Learning from Hiroshima
What's the best way to end the threat of nuclear war?
“We can't undo the past,” said Ron Hertz in the Ventura County Star, “but we better learn from it.” So we should all do some soul-searching following the 63rd anniversary of the day when the U.S. dropped an atomic bomb on Hiroshima to bring Japan to its knees at the end of World War II. If we don’t swear off these “genocidal weapons” for good, “the nightmares” of Hiroshima and Nagasaki could happen again.
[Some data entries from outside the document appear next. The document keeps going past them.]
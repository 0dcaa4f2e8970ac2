//! Translates IMAP literal markers between the synchronizing `{N}`
//! form (the client waits for a `+ OK` continuation before sending the
//! literal bytes) and the non-synchronizing `{N+}` form (the client
//! sends them immediately). The proxy downgrades `{N+}` to `{N}` when
//! piping to a back end it isn't confident will accept the command —
//! it then has to relay the back end's continuation request itself —
//! and upgrades `{N}` to `{N+}` when it already knows the command will
//! succeed, to avoid the extra round trip.

/// Rewrites every trailing literal marker on `line` (an IMAP command
/// line with the CRLF already stripped) to non-synchronizing form.
pub fn to_nonsync(line: &str) -> String {
    rewrite_literals(line, true)
}

/// Rewrites every trailing literal marker on `line` to synchronizing
/// form.
pub fn to_sync(line: &str) -> String {
    rewrite_literals(line, false)
}

fn rewrite_literals(line: &str, nonsync: bool) -> String {
    match find_literal(line) {
        Some((start, end, len)) => {
            let marker = if nonsync {
                format!("{{{len}+}}")
            } else {
                format!("{{{len}}}")
            };
            format!("{}{}{}", &line[..start], marker, &line[end..])
        }
        None => line.to_string(),
    }
}

/// Finds the last `{<digits>}` or `{<digits>+}` in `line`, returning
/// its byte range and the parsed length. IMAP literals are only
/// meaningful at the end of a command line, so the last one found is
/// the one that matters even if an earlier argument happens to
/// contain brace characters.
fn find_literal(line: &str) -> Option<(usize, usize, u64)> {
    let open = line.rfind('{')?;
    let rest = &line[open + 1..];
    let close_rel = rest.find('}')?;
    let inner = &rest[..close_rel];
    let digits = inner.strip_suffix('+').unwrap_or(inner);
    if digits.is_empty() || !digits.bytes().all(|b| b.is_ascii_digit()) {
        return None;
    }
    let len: u64 = digits.parse().ok()?;
    Some((open, open + 1 + close_rel + 1, len))
}

/// `true` if `line` ends in a non-synchronizing literal marker.
pub fn is_nonsync(line: &str) -> bool {
    line.trim_end().ends_with("+}")
}
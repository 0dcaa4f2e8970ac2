//! The per-mailbox cache file: a leading 4-byte generation number
//! (which must match the index's own generation number outside a
//! write critical section) followed by variable-length blobs, each
//! prefixed by a 4-byte big-endian length. One blob per message,
//! addressed by the `cache_offset` field of its index record.

use std::fs::OpenOptions;
use std::io;
use std::path::{Path, PathBuf};

use silo_io::{retry_write, MappedFile};

use crate::error::MailboxError;

const GENERATION_SIZE: u64 = 4;

pub struct CacheFile {
    mapped: MappedFile,
    path: PathBuf,
}

impl CacheFile {
    pub fn create(path: impl AsRef<Path>, generation_no: u32) -> io::Result<()> {
        let mut file = OpenOptions::new()
            .create_new(true)
            .write(true)
            .open(path)?;
        retry_write(&mut file, &generation_no.to_be_bytes())?;
        file.sync_all()
    }

    pub fn open(path: impl AsRef<Path>) -> Result<Self, MailboxError> {
        let path = path.as_ref().to_path_buf();
        let mapped = MappedFile::open(&path).map_err(|e| match e {
            silo_io::IoError::Io(source) => MailboxError::Io(source),
            silo_io::IoError::Lock(source) => {
                MailboxError::Io(io::Error::new(io::ErrorKind::Other, source))
            }
        })?;
        if mapped.len() < GENERATION_SIZE {
            return Err(MailboxError::MailboxBadFormat(format!(
                "cache file {} is corrupt",
                path.display()
            )));
        }
        Ok(CacheFile { mapped, path })
    }

    pub fn generation_no(&self) -> u32 {
        u32::from_be_bytes(self.mapped.as_slice()[0..4].try_into().unwrap())
    }

    /// Appends `blob` and returns the offset a caller should record in
    /// the index record's `cache_offset` field to retrieve it later.
    pub fn append_blob(&mut self, blob: &[u8]) -> io::Result<u64> {
        let offset = self.mapped.len();
        let mut file = OpenOptions::new().append(true).open(&self.path)?;
        retry_write(&mut file, &(blob.len() as u32).to_be_bytes())?;
        retry_write(&mut file, blob)?;
        file.sync_data()?;
        self.mapped.map_refresh()?;
        Ok(offset)
    }

    pub fn read_blob(&self, offset: u64) -> Result<&[u8], MailboxError> {
        let offset = offset as usize;
        let slice = self.mapped.as_slice();
        let len_bytes = slice
            .get(offset..offset + 4)
            .ok_or_else(|| MailboxError::MailboxBadFormat("cache offset out of range".into()))?;
        let len = u32::from_be_bytes(len_bytes.try_into().unwrap()) as usize;
        let start = offset + 4;
        slice
            .get(start..start + len)
            .ok_or_else(|| MailboxError::MailboxBadFormat("cache blob truncated".into()))
    }
}

#[cfg(test)]
mod tests {
    use super::*;

    #[test]
    fn append_and_read_back_blobs() {
        let dir = tempfile::tempdir().unwrap();
        let path = dir.path().join("cache");
        CacheFile::create(&path, 1).unwrap();

        let mut cache = CacheFile::open(&path).unwrap();
        assert_eq!(cache.generation_no(), 1);

        let offset_a = cache.append_blob(b"envelope-a").unwrap();
        let offset_b = cache.append_blob(b"envelope-bb").unwrap();

        assert_eq!(cache.read_blob(offset_a).unwrap(), b"envelope-a");
        assert_eq!(cache.read_blob(offset_b).unwrap(), b"envelope-bb");
    }

    #[test]
    fn opening_a_truncated_file_is_an_error() {
        let dir = tempfile::tempdir().unwrap();
        let path = dir.path().join("cache");
        std::fs::write(&path, b"\x00").unwrap();
        assert!(CacheFile::open(&path).is_err());
    }
}
//! Mailbox status discovery: a small UDP service that answers "how
//! many recent messages, when was it last read, when did the last one
//! arrive" for a mailbox, without requiring a full IMAP login. Used by
//! front-end proxies to annotate a `LIST`/login-time mailbox summary,
//! and by monitoring tools that just want a liveness probe.

mod protocol;
mod server;

pub use protocol::{RequestParseError, StatusRequest, StatusResponse, DEFAULT_PORT};
pub use server::{FudServer, LocalOnly, LocationResolver, MailboxLocation};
The U.S. is already letting its nuclear arsenal dwindle, said Frank J. Gaffney Jr. in The Washington Times, but that’s not the way to make sure there is never another Hiroshima. “The proverbial nuclear genie is out of the bottle,” and the only way to prevent terrorists and rogue states from using atomic bomb blueprints available to all is to maintain America’s nuclear arsenal as a deterrent.
You don't have to be a peace activist to recognize what dangerous thinking that is, said the Seattle Post-Intelligencer in an editorial. With “the dangers from proliferation and terrorism” now on everyone’s mind, major U.S. foreign policy thinkers, including former secretaries of State George Shultz and Henry Kissinger, and former Sen. Sam Nunn, have been converted, and “called for a world free of nuclear weapons.”